Review of Dean Karnazes's A Runner's High: My Life in Motion
Updated: Feb 8
In his new memoir, we learn that Dean Karnazes is an introvert who does not like to be called ‘ultramarathon man.’ These are not the only revelations in A Runner’s High: My Life in Motion, his fifth book. While Dean’s previous memoirs, such as Ultramarathon Man: Confessions of an All-night Runner and RUN!,: 26.2 Stories of Blisters and Bliss, are filled with inspiration and mantras to “never quit” and "if you can't run, walk; if you can't walk, crawl" attitude, A Runner’s High is heavy with introspection and reflection about his running life over the years, and now as an aging runner.
A Runner’s High begins with Dean’s arduous run at the 2018 Bishop High Sierra 100K ultra, a training run for his 13th Western States 100 miler a couple of weeks later. Already questioning his relevancy in the ultrarunning world when he’s put on the Western States waitlist for having DNF'd his last Western States, thoughts of losing his relevancy exacerbate and race through his mind when a much younger runner passes him at Bishop. Dean writes that he is vulnerable to “postrace bouts of self-doubt and feelings of inadequacy.” He’s haunted by an inner voice whispering in his ear that he is a “pathetic failure, a fraud.”
Family is an important theme in Runners’ High. Dean's parents, in their 80s, still crew and pace him at every ultra. His wife Julie, along with his children, Alexandria and Nicholas, when they were younger, helped their grandparents crew Dean. As important as family is, regret is another theme in Runner’s High. Dean laments putting running first, not having the patience required of a parent, and not being more present in his children’s lives when they were younger. He writes, “…I remember secretly longing for the day when the kids were no longer at the house so I could focus more on training. Now I look back on myself with disgust.”
A Runner's High is also about fathers and sons. Two central characters in the book are Dean’s father and 20 year-old Nicholas. Dean's introduction to long distance running took place when Dean's dad ran the 1986 LA Marathon to cope with the death of Dean's sister Parry when she was 18. While Dean has a strong relationship with his father, his relationship with Nicholas is challenging and a constant struggle.
In A Runner’s High, we see an older Dean, now approaching 60, reflect on his three decades of running and on his life of international fame, a life that has inspired so many worldwide to put one foot in front of the other, to take on the challenge of running grueling ultramarathons, and to "never stop exploring." We see Dean contemplate the changing world of running, a sport he describes as “the most democratic of sports, and ultrarunning even the more so.” Dean also reveals the challenges of getting, maintaining, and making sponsors happy, and making a living to provide for his family.

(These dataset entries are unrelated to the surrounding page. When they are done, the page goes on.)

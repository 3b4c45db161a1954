//! Incremental decoder for advisor response bodies.
//!
//! Bytes arrive in chunks with arbitrary boundaries. The decoder buffers
//! whatever does not yet form a complete record, so splitting a body at any
//! byte offset yields the same events as decoding it whole.

use serde::Deserialize;
use serde_json::Value;
use tracing::{debug, warn};

use council_core::{FrameFormat, StreamError, StreamEvent};

const DONE_SENTINEL: &str = "[DONE]";

#[derive(Deserialize)]
struct Record {
    chunk: Option<String>,
    error: Option<Value>,
}

pub struct FrameDecoder {
    format: FrameFormat,
    buffer: Vec<u8>,
    done: bool,
}

impl FrameDecoder {
    pub fn new(format: FrameFormat) -> Self {
        Self {
            format,
            buffer: Vec::new(),
            done: false,
        }
    }

    pub fn format(&self) -> FrameFormat {
        self.format
    }

    /// True once `Done` has been produced. Further input is ignored.
    pub fn is_done(&self) -> bool {
        self.done
    }

    /// Feed one chunk of the body and return every event it completes.
    pub fn push(&mut self, chunk: &[u8]) -> Vec<StreamEvent> {
        if self.done {
            return Vec::new();
        }
        self.buffer.extend_from_slice(chunk);
        match self.format {
            FrameFormat::EventStream => self.drain_lines(),
            FrameFormat::PlainText => self.drain_text(false).into_iter().collect(),
        }
    }

    /// Signal the end of the body and flush what is left in the buffer.
    pub fn finish(&mut self) -> Vec<StreamEvent> {
        if self.done {
            return Vec::new();
        }
        match self.format {
            FrameFormat::EventStream => {
                let mut events = self.drain_lines();
                if !self.done && !self.buffer.is_empty() {
                    let mut line = std::mem::take(&mut self.buffer);
                    if line.last() == Some(&b'\r') {
                        line.pop();
                    }
                    events.extend(self.decode_line(&line));
                }
                events
            }
            FrameFormat::PlainText => {
                let mut events: Vec<StreamEvent> = self.drain_text(true).into_iter().collect();
                self.done = true;
                events.push(StreamEvent::Done);
                events
            }
        }
    }

    fn drain_lines(&mut self) -> Vec<StreamEvent> {
        let mut events = Vec::new();
        while let Some(pos) = self.buffer.iter().position(|b| *b == b'\n') {
            let mut line: Vec<u8> = self.buffer.drain(..=pos).collect();
            line.pop();
            if line.last() == Some(&b'\r') {
                line.pop();
            }
            if let Some(event) = self.decode_line(&line) {
                events.push(event);
                if self.done {
                    self.buffer.clear();
                    break;
                }
            }
        }
        events
    }

    fn decode_line(&mut self, line: &[u8]) -> Option<StreamEvent> {
        let Ok(line) = std::str::from_utf8(line) else {
            warn!(len = line.len(), "discarding record with invalid utf-8");
            return Some(protocol_error("record is not valid utf-8"));
        };
        if line.is_empty() || line.starts_with(':') {
            return None;
        }

        let (field, value) = match line.split_once(':') {
            Some((field, value)) => (field, value.strip_prefix(' ').unwrap_or(value)),
            None => (line, ""),
        };
        if field != "data" {
            debug!(field, "ignoring non-data field");
            return None;
        }

        let event = decode_payload(value);
        if event == StreamEvent::Done {
            self.done = true;
        }
        Some(event)
    }

    /// Emit the longest valid UTF-8 prefix. An incomplete trailing sequence is
    /// held back unless `flush` is set; invalid bytes are replaced.
    fn drain_text(&mut self, flush: bool) -> Option<StreamEvent> {
        let mut text = String::new();
        loop {
            match std::str::from_utf8(&self.buffer) {
                Ok(s) => {
                    text.push_str(s);
                    self.buffer.clear();
                    break;
                }
                Err(e) => {
                    let valid = e.valid_up_to();
                    match e.error_len() {
                        None if !flush => {
                            text.push_str(&String::from_utf8_lossy(&self.buffer[..valid]));
                            self.buffer.drain(..valid);
                            break;
                        }
                        None => {
                            text.push_str(&String::from_utf8_lossy(&self.buffer));
                            self.buffer.clear();
                            break;
                        }
                        Some(len) => {
                            text.push_str(&String::from_utf8_lossy(&self.buffer[..valid + len]));
                            self.buffer.drain(..valid + len);
                        }
                    }
                }
            }
        }
        (!text.is_empty()).then(|| StreamEvent::delta(text))
    }
}

fn decode_payload(payload: &str) -> StreamEvent {
    if payload.trim() == DONE_SENTINEL {
        return StreamEvent::Done;
    }
    match serde_json::from_str::<Record>(payload) {
        Ok(Record {
            chunk: Some(text), ..
        }) => StreamEvent::Delta { text },
        Ok(Record {
            error: Some(reason), ..
        }) => {
            let reason = match reason {
                Value::String(s) => s,
                other => other.to_string(),
            };
            StreamEvent::Error {
                error: StreamError::Backend(reason),
            }
        }
        Ok(_) => {
            warn!(payload, "record has neither chunk nor error");
            protocol_error("record has neither chunk nor error")
        }
        Err(e) => {
            warn!(payload, error = %e, "malformed record");
            protocol_error(&format!("malformed record: {e}"))
        }
    }
}

fn protocol_error(reason: &str) -> StreamEvent {
    StreamEvent::Error {
        error: StreamError::Protocol(reason.to_string()),
    }
}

In A Runner’s High, you see a world-famous ultrarunner disclose his personal journey of universal themes in the human experience - doubt, guilt, regret, relevancy, purpose, family, and aging. You do not have to be a runner or an athlete to enjoy a Runner’s High. If you are an aging runner, the book will resonate. If you are a parent and have a strong relationship with your child, you will relate. If you’re in search of a relationship with a parent or a child, never stop searching; you might find it during a run.
What makes A Runner’s High: My Life in Motion relevant and a page-turner is ultramarathon man’s vulnerability, an admirable quality to have and to share, as an aging ultrarunner on his way to Western States for another buckle. If you read books about running, add this one to your your reading list.